╭──

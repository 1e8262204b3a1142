//! Style axes and the factor tables that turn them into numbers.
//!
//! [`StyleParameters`] is the input contract consumed from the external
//! style loader; it is resolved once per generation run into
//! [`DerivedParameters`] and then shared read-only across every glyph build.
//!
//! Unrecognized option values are not errors: each categorical axis carries
//! an `Unrecognized` variant (`#[serde(other)]`) and each factor table maps
//! it to a documented default.

use serde::{Deserialize, Serialize};

use paraglyph_graphics::types::{Contrast, Scalar};

// ---------------------------------------------------------------------------
// Categorical axes
// ---------------------------------------------------------------------------

/// Finishing treatment at a stroke's open end.
#[derive(Debug, Clone, Copy, PartialEq, Eq, Default, Deserialize, Serialize)]
#[serde(rename_all = "lowercase")]
pub enum Terminals {
    #[default]
    Straight,
    Curved,
    Angled,
    #[serde(other)]
    Unrecognized,
}

/// Corner roundedness at non-load-bearing vertices.
#[derive(Debug, Clone, Copy, PartialEq, Eq, Default, Deserialize, Serialize)]
#[serde(rename_all = "lowercase")]
pub enum Corners {
    Sharp,
    #[default]
    Rounded,
    Soft,
    #[serde(other)]
    Unrecognized,
}

/// Angular opening of partially enclosed counters (C, G).
#[derive(Debug, Clone, Copy, PartialEq, Eq, Default, Deserialize, Serialize)]
#[serde(rename_all = "kebab-case")]
pub enum Aperture {
    Closed,
    #[default]
    SemiOpen,
    Open,
    #[serde(other)]
    Unrecognized,
}

/// Orientation of the design axis. Reserved for oblique variants; the
/// upright templates do not consume it.
#[derive(Debug, Clone, Copy, PartialEq, Eq, Default, Deserialize, Serialize)]
#[serde(rename_all = "lowercase")]
pub enum Axis {
    #[default]
    Vertical,
    #[serde(other)]
    Unrecognized,
}

/// Direction along which bowl stroke thickness varies.
#[derive(Debug, Clone, Copy, PartialEq, Eq, Default, Deserialize, Serialize)]
#[serde(rename_all = "lowercase")]
pub enum Stress {
    #[default]
    None,
    Vertical,
    #[serde(other)]
    Unrecognized,
}

// ---------------------------------------------------------------------------
// StyleParameters
// ---------------------------------------------------------------------------

/// The typographic style axes of one generation run.
///
/// Loaded once, immutable for the run's lifetime, and shared by reference
/// across worker threads.
#[derive(Debug, Clone, Copy, PartialEq, Deserialize, Serialize)]
#[serde(rename_all = "camelCase", default)]
pub struct StyleParameters {
    pub stroke_width: Scalar,
    pub contrast: Contrast,
    pub terminals: Terminals,
    pub corners: Corners,
    pub aperture: Aperture,
    pub axis: Axis,
    pub stress: Stress,
}

impl Default for StyleParameters {
    fn default() -> Self {
        Self {
            stroke_width: 80.0,
            contrast: Contrast::default(),
            terminals: Terminals::default(),
            corners: Corners::default(),
            aperture: Aperture::default(),
            axis: Axis::default(),
            stress: Stress::default(),
        }
    }
}

// ---------------------------------------------------------------------------
// Factor tables
// ---------------------------------------------------------------------------

/// Corner radius as a fraction of the stroke width.
const fn corner_factor(corners: Corners) -> Scalar {
    match corners {
        Corners::Sharp => 0.0,
        Corners::Soft => 0.5,
        Corners::Rounded | Corners::Unrecognized => 0.3,
    }
}

/// Horizontal-stroke width as a fraction of the (vertical) stroke width.
///
/// Note: this table is distinct from the general contrast-by-angle table in
/// `paraglyph_graphics::math::apply_contrast` and holds different values for
/// the same level names.
const fn horizontal_stroke_factor(contrast: Contrast) -> Scalar {
    match contrast {
        Contrast::None => 1.0,
        Contrast::Low => 0.75,
        Contrast::Medium => 0.6,
        Contrast::High => 0.4,
        Contrast::Unrecognized => 0.7,
    }
}

/// Aperture opening angle as a fraction of π.
const fn aperture_factor(aperture: Aperture) -> Scalar {
    match aperture {
        Aperture::Closed => 0.1,
        Aperture::Open => 0.4,
        Aperture::SemiOpen | Aperture::Unrecognized => 0.25,
    }
}

// ---------------------------------------------------------------------------
// DerivedParameters
// ---------------------------------------------------------------------------

/// Numeric parameters resolved once from [`StyleParameters`], plus the
/// categorical axes the templates consume directly.
#[derive(Debug, Clone, Copy, PartialEq)]
pub struct DerivedParameters {
    /// The vertical stroke width, carried through unchanged.
    pub stroke_width: Scalar,
    /// `stroke_width × horizontal_stroke_factor(contrast)`.
    pub horizontal_stroke: Scalar,
    /// `stroke_width × corner_factor(corners)`.
    pub corner_radius: Scalar,
    /// Opening half-angle of C/G counters, in radians.
    pub aperture_angle: Scalar,
    pub terminals: Terminals,
    pub stress: Stress,
}

impl DerivedParameters {
    /// Resolve the factor tables. Called once per run; every glyph build
    /// reads the same value.
    #[must_use]
    pub fn resolve(params: &StyleParameters) -> Self {
        Self {
            stroke_width: params.stroke_width,
            horizontal_stroke: params.stroke_width * horizontal_stroke_factor(params.contrast),
            corner_radius: params.stroke_width * corner_factor(params.corners),
            aperture_angle: aperture_factor(params.aperture) * std::f64::consts::PI,
            terminals: params.terminals,
            stress: params.stress,
        }
    }
}

impl Default for DerivedParameters {
    fn default() -> Self {
        Self::resolve(&StyleParameters::default())
    }
}

// ---------------------------------------------------------------------------
// Tests
// ---------------------------------------------------------------------------

#[cfg(test)]
#[allow(clippy::float_cmp)]
mod tests {
    use super::*;
    use paraglyph_graphics::types::EPSILON;

    #[test]
    fn corner_factor_table() {
        assert_eq!(corner_factor(Corners::Sharp), 0.0);
        assert_eq!(corner_factor(Corners::Rounded), 0.3);
        assert_eq!(corner_factor(Corners::Soft), 0.5);
        assert_eq!(corner_factor(Corners::Unrecognized), 0.3);
    }

    #[test]
    fn horizontal_stroke_factor_table() {
        assert_eq!(horizontal_stroke_factor(Contrast::None), 1.0);
        assert_eq!(horizontal_stroke_factor(Contrast::Low), 0.75);
        assert_eq!(horizontal_stroke_factor(Contrast::Medium), 0.6);
        assert_eq!(horizontal_stroke_factor(Contrast::High), 0.4);
        assert_eq!(horizontal_stroke_factor(Contrast::Unrecognized), 0.7);
    }

    #[test]
    fn aperture_factor_table() {
        assert_eq!(aperture_factor(Aperture::Closed), 0.1);
        assert_eq!(aperture_factor(Aperture::SemiOpen), 0.25);
        assert_eq!(aperture_factor(Aperture::Open), 0.4);
        assert_eq!(aperture_factor(Aperture::Unrecognized), 0.25);
    }

    #[test]
    fn derive_from_defaults() {
        let style = StyleParameters::default();
        let derived = DerivedParameters::resolve(&style);
        assert_eq!(derived.stroke_width, 80.0);
        // medium contrast → 0.6, rounded corners → 0.3
        assert!((derived.horizontal_stroke - 48.0).abs() < EPSILON);
        assert!((derived.corner_radius - 24.0).abs() < EPSILON);
        // semi-open → 0.25π
        assert!((derived.aperture_angle - 0.25 * std::f64::consts::PI).abs() < EPSILON);
    }

    #[test]
    fn unrecognized_values_use_documented_defaults() {
        let style = StyleParameters {
            contrast: Contrast::Unrecognized,
            corners: Corners::Unrecognized,
            aperture: Aperture::Unrecognized,
            ..StyleParameters::default()
        };
        let derived = DerivedParameters::resolve(&style);
        assert!((derived.horizontal_stroke - 56.0).abs() < EPSILON); // 80 × 0.7
        assert!((derived.corner_radius - 24.0).abs() < EPSILON); // 80 × 0.3
        assert!((derived.aperture_angle - 0.25 * std::f64::consts::PI).abs() < EPSILON);
    }

    #[test]
    fn style_parameters_from_json() {
        let json = r#"{
            "strokeWidth": 64,
            "contrast": "high",
            "terminals": "curved",
            "corners": "sharp",
            "aperture": "semi-open",
            "stress": "vertical"
        }"#;
        let style: StyleParameters = serde_json::from_str(json).unwrap();
        assert_eq!(style.stroke_width, 64.0);
        assert_eq!(style.contrast, Contrast::High);
        assert_eq!(style.terminals, Terminals::Curved);
        assert_eq!(style.corners, Corners::Sharp);
        assert_eq!(style.aperture, Aperture::SemiOpen);
        assert_eq!(style.axis, Axis::Vertical);
        assert_eq!(style.stress, Stress::Vertical);
    }

    #[test]
    fn unknown_option_strings_deserialize_to_unrecognized() {
        let json = r#"{"contrast": "extreme", "corners": "chamfered"}"#;
        let style: StyleParameters = serde_json::from_str(json).unwrap();
        assert_eq!(style.contrast, Contrast::Unrecognized);
        assert_eq!(style.corners, Corners::Unrecognized);
    }
}
//! Punctuation templates.
//!
//! Marks are drawn in whatever box the caller requests; the generator
//! conventionally hands punctuation half the letter width and height. Marks
//! without a specific template fall back to a centered mid-height bar.

use kurbo::Point;

use crate::pen::ContourPen;
use crate::primitives::{bar, diagonal, dot, stem};
use crate::style::DerivedParameters;
use crate::templates::GlyphBox;

/// Period: a square dot on the baseline zone.
pub fn period(pen: &mut ContourPen, gb: &GlyphBox, style: &DerivedParameters) {
    let (w, h) = (gb.width, gb.height);
    dot(pen, w / 2.0, h * 0.15, style.stroke_width * 0.6);
}

/// Comma: the period dot with a tail dipping below it.
pub fn comma(pen: &mut ContourPen, gb: &GlyphBox, style: &DerivedParameters) {
    let (w, h) = (gb.width, gb.height);
    let radius = style.stroke_width * 0.6;
    let center_x = w / 2.0;
    let cy = h * 0.15;

    pen.move_to((center_x - radius, cy - radius));
    pen.line_to((center_x + radius, cy - radius));
    pen.line_to((center_x + radius, cy));
    pen.line_to((center_x, cy - h * 0.2));
    pen.line_to((center_x - radius, cy));
    pen.close();
}

/// Colon: two stacked dots.
pub fn colon(pen: &mut ContourPen, gb: &GlyphBox, style: &DerivedParameters) {
    let (w, h) = (gb.width, gb.height);
    let radius = style.stroke_width * 0.6;
    dot(pen, w / 2.0, h * 0.15, radius);
    dot(pen, w / 2.0, h * 0.7, radius);
}

/// Semicolon: the comma with a dot above it.
pub fn semicolon(pen: &mut ContourPen, gb: &GlyphBox, style: &DerivedParameters) {
    let (w, h) = (gb.width, gb.height);
    comma(pen, gb, style);
    dot(pen, w / 2.0, h * 0.7, style.stroke_width * 0.6);
}

/// Exclamation and question marks: an upper stem over a detached dot.
pub fn exclamation(pen: &mut ContourPen, gb: &GlyphBox, style: &DerivedParameters) {
    let (w, h) = (gb.width, gb.height);
    let stroke = style.stroke_width;
    let center_x = w / 2.0;

    stem(pen, center_x - stroke / 2.0, h * 0.3, h, stroke);
    dot(pen, center_x, h * 0.1, stroke * 0.6);
}

/// Opening parenthesis: a leftward-bulging arc band.
pub fn paren_open(pen: &mut ContourPen, gb: &GlyphBox, style: &DerivedParameters) {
    let (w, h, m) = (gb.width, gb.height, gb.margin);
    let stroke = style.stroke_width;

    pen.move_to((w - m, h));
    pen.quad_to((m + stroke, h / 2.0), (w - m, 0.0));
    pen.line_to((w - m - stroke, 0.0));
    pen.quad_to((m + stroke * 2.0, h / 2.0), (w - m - stroke, h));
    pen.close();
}

/// Closing parenthesis: mirror of [`paren_open`].
pub fn paren_close(pen: &mut ContourPen, gb: &GlyphBox, style: &DerivedParameters) {
    let (w, h, m) = (gb.width, gb.height, gb.margin);
    let stroke = style.stroke_width;

    pen.move_to((m, 0.0));
    pen.quad_to((w - m - stroke, h / 2.0), (m, h));
    pen.line_to((m + stroke, h));
    pen.quad_to((w - m - stroke * 2.0, h / 2.0), (m + stroke, 0.0));
    pen.close();
}

/// Slash: one full-box diagonal of stroke thickness.
pub fn slash(pen: &mut ContourPen, gb: &GlyphBox, style: &DerivedParameters) {
    let (w, h, m) = (gb.width, gb.height, gb.margin);
    diagonal(
        pen,
        Point::new(m, 0.0),
        Point::new(w - m, h),
        style.stroke_width,
    );
}

/// The generic mark: a centered horizontal bar at mid-height.
pub fn fallback(pen: &mut ContourPen, gb: &GlyphBox, _style: &DerivedParameters) {
    let (w, h, m) = (gb.width, gb.height, gb.margin);
    bar(pen, m, w - m, h * 0.4, h * 0.6);
}

// ---------------------------------------------------------------------------
// Tests
// ---------------------------------------------------------------------------

#[cfg(test)]
mod tests {
    use super::*;
    use crate::style::StyleParameters;
    use crate::templates::TemplateFn;
    use paraglyph_graphics::types::{Contour, Outline};

    fn build(f: TemplateFn) -> Outline {
        let gb = GlyphBox {
            width: 200.0,
            height: 275.0,
            margin: 20.0,
        };
        let style = DerivedParameters::resolve(&StyleParameters::default());
        let mut pen = ContourPen::new();
        f(&mut pen, &gb, &style);
        pen.finish()
    }

    #[test]
    fn every_mark_closes_all_contours() {
        let templates: &[TemplateFn] = &[
            period,
            comma,
            colon,
            semicolon,
            exclamation,
            paren_open,
            paren_close,
            slash,
            fallback,
        ];
        for (i, f) in templates.iter().enumerate() {
            let outline = build(*f);
            assert!(!outline.is_empty(), "mark {i} produced nothing");
            assert!(
                outline.contours.iter().all(Contour::is_closed),
                "mark {i} left an open contour"
            );
        }
    }

    #[test]
    fn contour_counts() {
        assert_eq!(build(period).contours.len(), 1);
        assert_eq!(build(colon).contours.len(), 2);
        assert_eq!(build(semicolon).contours.len(), 2);
        assert_eq!(build(exclamation).contours.len(), 2);
        assert_eq!(build(slash).contours.len(), 1);
    }

    #[test]
    fn fallback_bar_sits_at_mid_height() {
        let outline = build(fallback);
        let ys: Vec<f64> = outline.contours[0]
            .on_curve_points()
            .map(|p| p.y)
            .collect();
        let min = ys.iter().copied().fold(f64::INFINITY, f64::min);
        let max = ys.iter().copied().fold(f64::NEG_INFINITY, f64::max);
        assert!((min - 110.0).abs() < 1e-9); // 275 × 0.4
        assert!((max - 165.0).abs() < 1e-9); // 275 × 0.6
    }
}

╰──

What is needed = Write out exactly the lines from the one with "let templates: &[TemplateFn]" through the end of the records above, both ends included, and leave out all other lines.

Answer box =
        let templates: &[TemplateFn] = &[
            period,
            comma,
            colon,
            semicolon,
            exclamation,
            paren_open,
            paren_close,
            slash,
            fallback,
        ];
        for (i, f) in templates.iter().enumerate() {
            let outline = build(*f);
            assert!(!outline.is_empty(), "mark {i} produced nothing");
            assert!(
                outline.contours.iter().all(Contour::is_closed),
                "mark {i} left an open contour"
            );
        }
    }

    #[test]
    fn contour_counts() {
        assert_eq!(build(period).contours.len(), 1);
        assert_eq!(build(colon).contours.len(), 2);
        assert_eq!(build(semicolon).contours.len(), 2);
        assert_eq!(build(exclamation).contours.len(), 2);
        assert_eq!(build(slash).contours.len(), 1);
    }

    #[test]
    fn fallback_bar_sits_at_mid_height() {
        let outline = build(fallback);
        let ys: Vec<f64> = outline.contours[0]
            .on_curve_points()
            .map(|p| p.y)
            .collect();
        let min = ys.iter().copied().fold(f64::INFINITY, f64::min);
        let max = ys.iter().copied().fold(f64::NEG_INFINITY, f64::max);
        assert!((min - 110.0).abs() < 1e-9); // 275 × 0.4
        assert!((max - 165.0).abs() < 1e-9); // 275 × 0.6
    }
}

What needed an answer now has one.